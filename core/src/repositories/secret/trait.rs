//! Secret store trait defining per-identity persistence.
//!
//! The store holds, per identity, the shared secret and the timestamp of the
//! last code issuance. It carries no business logic: the OTP service decides
//! when secrets are created and when the send window is consumed.

use async_trait::async_trait;
use chrono::{DateTime, Utc};

use crate::domain::entities::secret::Secret;
use crate::errors::OtpResult;

/// Key-value persistence for secrets and last-send timestamps
///
/// Every operation must be atomic on its own and safe under concurrent access
/// for both different identities and the same identity. Composing several
/// operations atomically is the caller's concern.
///
/// # Example Implementation
/// ```no_run
/// use async_trait::async_trait;
/// use chrono::{DateTime, Utc};
/// use otp_core::domain::entities::secret::Secret;
/// use otp_core::errors::OtpResult;
/// use otp_core::repositories::SecretStore;
///
/// struct RemoteSecretStore {
///     // connection handle
/// }
///
/// #[async_trait]
/// impl SecretStore for RemoteSecretStore {
///     async fn get_secret(&self, identity: &str) -> OtpResult<Option<Secret>> {
///         Ok(None)
///     }
///
///     // ... other methods
/// #   async fn save_secret(&self, _: &str, _: Secret) -> OtpResult<()> { Ok(()) }
/// #   async fn get_last_send(&self, _: &str) -> OtpResult<Option<DateTime<Utc>>> { Ok(None) }
/// #   async fn save_last_send(&self, _: &str, _: DateTime<Utc>) -> OtpResult<()> { Ok(()) }
/// }
/// ```
#[async_trait]
pub trait SecretStore: Send + Sync {
    /// Fetch the secret of an identity
    ///
    /// # Returns
    /// * `Ok(Some(Secret))` - The identity has issued a code before
    /// * `Ok(None)` - The identity never issued a code
    /// * `Err(OtpError::Storage)` - The backend failed
    async fn get_secret(&self, identity: &str) -> OtpResult<Option<Secret>>;

    /// Store the secret of an identity, overwriting any previous one
    async fn save_secret(&self, identity: &str, secret: Secret) -> OtpResult<()>;

    /// Fetch the time of the last code issuance for an identity
    async fn get_last_send(&self, identity: &str) -> OtpResult<Option<DateTime<Utc>>>;

    /// Record the time of a code issuance, overwriting any previous one
    async fn save_last_send(&self, identity: &str, timestamp: DateTime<Utc>) -> OtpResult<()>;
}
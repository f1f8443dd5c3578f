//! One-time code configuration

use serde::{Deserialize, Serialize};

use super::{lookup_parsed, lookup_string};

/// Raw code settings as read from the environment
///
/// These values are validated when the core service configuration is built
/// from them; this type only carries what the operator supplied.
#[derive(Debug, Clone, Deserialize, Serialize)]
pub struct OtpSettings {
    /// Minimum seconds between two code dispatches to one phone
    pub interval_secs: u64,

    /// Length of one time step in seconds
    pub period_secs: u64,

    /// Number of digits in a code
    pub digits: u32,

    /// HMAC variant name (SHA1, SHA256, SHA512)
    pub algorithm: String,

    /// Accepted clock skew in steps
    pub skew: u32,

    /// Issuer label attached to new secrets
    pub issuer: String,

    /// When the send window is consumed: `reserve` (before dispatch) or `commit` (after)
    pub send_policy: String,
}

impl Default for OtpSettings {
    fn default() -> Self {
        Self {
            interval_secs: 30,
            period_secs: 60,
            digits: 6,
            algorithm: String::from("SHA1"),
            skew: 0,
            issuer: String::from("TOTPService"),
            send_policy: String::from("reserve"),
        }
    }
}

impl OtpSettings {
    /// Read the `TOTP_*` variables, keeping defaults for missing or malformed values
    pub fn from_lookup(lookup: &dyn Fn(&str) -> Option<String>) -> Self {
        let defaults = Self::default();
        Self {
            interval_secs: lookup_parsed(lookup, "TOTP_INTERVAL", defaults.interval_secs),
            period_secs: lookup_parsed(lookup, "TOTP_PERIOD", defaults.period_secs),
            digits: lookup_parsed(lookup, "TOTP_DIGITS", defaults.digits),
            algorithm: lookup_string(lookup, "TOTP_ALGO")
                .map(|v| v.to_uppercase())
                .unwrap_or(defaults.algorithm),
            skew: lookup_parsed(lookup, "TOTP_SKEW", defaults.skew),
            issuer: lookup_string(lookup, "TOTP_ISSUER").unwrap_or(defaults.issuer),
            send_policy: lookup_string(lookup, "TOTP_SEND_POLICY")
                .map(|v| v.to_lowercase())
                .unwrap_or(defaults.send_policy),
        }
    }
}
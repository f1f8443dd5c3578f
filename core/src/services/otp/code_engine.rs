//! Stateless secret derivation, code computation and code validation
//!
//! HMAC code derivation itself is delegated to `totp-rs`; this module decides
//! which time steps are computed and how submitted codes are compared.

use chrono::{DateTime, Utc};
use constant_time_eq::constant_time_eq;
use rand::{rngs::OsRng, RngCore};
use totp_rs::TOTP;

use crate::domain::entities::secret::{Secret, SECRET_BYTES};
use crate::domain::value_objects::code_parameters::CodeParameters;
use crate::errors::{OtpError, OtpResult};

/// Code derivation and validation primitives
pub struct CodeEngine;

impl CodeEngine {
    /// Derive a fresh random secret for an identity
    ///
    /// Uses OsRng (OS-provided CSPRNG). The store is neither consulted nor
    /// modified.
    pub fn derive_secret(issuer: &str, identity: &str, now: DateTime<Utc>) -> OtpResult<Secret> {
        let mut bytes = [0u8; SECRET_BYTES];
        OsRng
            .try_fill_bytes(&mut bytes)
            .map_err(|e| OtpError::SecretDerivationFailed {
                message: format!("OS random source unavailable: {}", e),
            })?;

        Ok(Secret::from_bytes(&bytes, issuer, identity, now))
    }

    /// Compute the code for the time step containing `time`
    ///
    /// Deterministic in the secret, `floor(time / period)`, the digit count and
    /// the hash algorithm.
    pub fn compute_code(
        secret: &Secret,
        time: DateTime<Utc>,
        params: &CodeParameters,
    ) -> OtpResult<String> {
        let totp = Self::build(secret, params)?;
        let step = params.step_index(time);
        Ok(totp.generate(params.step_start(step)))
    }

    /// Check a submitted code against every step in `[current - skew, current + skew]`
    ///
    /// All candidate steps are compared in constant time, and the loop does not
    /// exit early on a match. Malformed input or an unusable secret yields
    /// `false`.
    pub fn validate_code(
        code: &str,
        secret: &Secret,
        time: DateTime<Utc>,
        params: &CodeParameters,
    ) -> bool {
        if code.len() != params.digits().len() || !code.bytes().all(|b| b.is_ascii_digit()) {
            return false;
        }

        let totp = match Self::build(secret, params) {
            Ok(totp) => totp,
            Err(e) => {
                tracing::warn!(error = %e, "Stored secret cannot be used for validation");
                return false;
            }
        };

        let current = params.step_index(time);
        let skew = u64::from(params.skew());
        let first = current.saturating_sub(skew);
        let last = current.saturating_add(skew);

        let mut matched = false;
        for step in first..=last {
            let candidate = totp.generate(params.step_start(step));
            matched |= constant_time_eq(candidate.as_bytes(), code.as_bytes());
        }
        matched
    }

    fn build(secret: &Secret, params: &CodeParameters) -> OtpResult<TOTP> {
        let key = totp_rs::Secret::Encoded(secret.encoded().to_string())
            .to_bytes()
            .map_err(|e| OtpError::CodeComputation {
                message: format!("secret is not valid base32: {:?}", e),
            })?;

        // Skew handling lives in validate_code, so the primitive gets 0.
        TOTP::new(
            params.algorithm().to_totp(),
            params.digits().len(),
            0,
            params.period_secs(),
            key,
        )
        .map_err(|e| OtpError::CodeComputation {
            message: e.to_string(),
        })
    }
}
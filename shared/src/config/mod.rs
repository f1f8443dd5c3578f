//! Configuration module with business-specific sub-modules
//!
//! This module organizes configuration into logical areas:
//! - `environment` - Environment detection and logging configuration
//! - `notifier` - SMS delivery provider selection and credentials
//! - `otp` - Code parameters and send interval
//! - `server` - HTTP bind address and IP allow-list
//!
//! Every section is read once at startup and never mutated afterwards.
//! Each `from_lookup` constructor takes a key lookup function so the parsing
//! can be exercised without touching the process environment.

pub mod environment;
pub mod notifier;
pub mod otp;
pub mod server;

use serde::{Deserialize, Serialize};
use std::env;
use std::str::FromStr;

pub use environment::{Environment, LogFormat, LoggingConfig};
pub use notifier::{NotifierSettings, SmscSettings};
pub use otp::OtpSettings;
pub use server::ServerConfig;

/// Complete application configuration combining all sub-configurations
#[derive(Debug, Clone, Deserialize, Serialize)]
pub struct AppConfig {
    /// Environment configuration
    pub environment: Environment,

    /// Server configuration
    pub server: ServerConfig,

    /// Code parameters and send interval
    pub otp: OtpSettings,

    /// Delivery provider configuration
    pub notifier: NotifierSettings,

    /// Logging configuration
    pub logging: LoggingConfig,
}

impl AppConfig {
    /// Load configuration from the process environment
    pub fn from_env() -> Self {
        Self::from_lookup(&|key| env::var(key).ok())
    }

    /// Load configuration through an arbitrary key lookup
    pub fn from_lookup(lookup: &dyn Fn(&str) -> Option<String>) -> Self {
        let environment = Environment::from_lookup(lookup);
        Self {
            environment,
            server: ServerConfig::from_lookup(lookup),
            otp: OtpSettings::from_lookup(lookup),
            notifier: NotifierSettings::from_lookup(lookup),
            logging: LoggingConfig::from_lookup(lookup, environment),
        }
    }
}

/// Read a non-empty string value
pub(crate) fn lookup_string(lookup: &dyn Fn(&str) -> Option<String>, key: &str) -> Option<String> {
    lookup(key)
        .map(|v| v.trim().to_string())
        .filter(|v| !v.is_empty())
}

/// Read and parse a value, falling back to the default when missing or malformed
pub(crate) fn lookup_parsed<T: FromStr>(
    lookup: &dyn Fn(&str) -> Option<String>,
    key: &str,
    default: T,
) -> T {
    lookup_string(lookup, key)
        .and_then(|v| v.parse().ok())
        .unwrap_or(default)
}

--

--- ABOUT THIS TASK ---
Beginning with the first line of the entries, repeat each line exactly until you have reproduced the one containing "The backend failed", and add nothing further.

--- WRITTEN RESPONSE ---
filename core/src/repositories/secret/trait.rs
//! Secret store trait defining per-identity persistence.
//!
//! The store holds, per identity, the shared secret and the timestamp of the
//! last code issuance. It carries no business logic: the OTP service decides
//! when secrets are created and when the send window is consumed.

use async_trait::async_trait;
use chrono::{DateTime, Utc};

use crate::domain::entities::secret::Secret;
use crate::errors::OtpResult;

/// Key-value persistence for secrets and last-send timestamps
///
/// Every operation must be atomic on its own and safe under concurrent access
/// for both different identities and the same identity. Composing several
/// operations atomically is the caller's concern.
///
/// # Example Implementation
/// ```no_run
/// use async_trait::async_trait;
/// use chrono::{DateTime, Utc};
/// use otp_core::domain::entities::secret::Secret;
/// use otp_core::errors::OtpResult;
/// use otp_core::repositories::SecretStore;
///
/// struct RemoteSecretStore {
///     // connection handle
/// }
///
/// #[async_trait]
/// impl SecretStore for RemoteSecretStore {
///     async fn get_secret(&self, identity: &str) -> OtpResult<Option<Secret>> {
///         Ok(None)
///     }
///
///     // ... other methods
/// #   async fn save_secret(&self, _: &str, _: Secret) -> OtpResult<()> { Ok(()) }
/// #   async fn get_last_send(&self, _: &str) -> OtpResult<Option<DateTime<Utc>>> { Ok(None) }
/// #   async fn save_last_send(&self, _: &str, _: DateTime<Utc>) -> OtpResult<()> { Ok(()) }
/// }
/// ```
#[async_trait]
pub trait SecretStore: Send + Sync {
    /// Fetch the secret of an identity
    ///
    /// # Returns
    /// * `Ok(Some(Secret))` - The identity has issued a code before
    /// * `Ok(None)` - The identity never issued a code
    /// * `Err(OtpError::Storage)` - The backend failed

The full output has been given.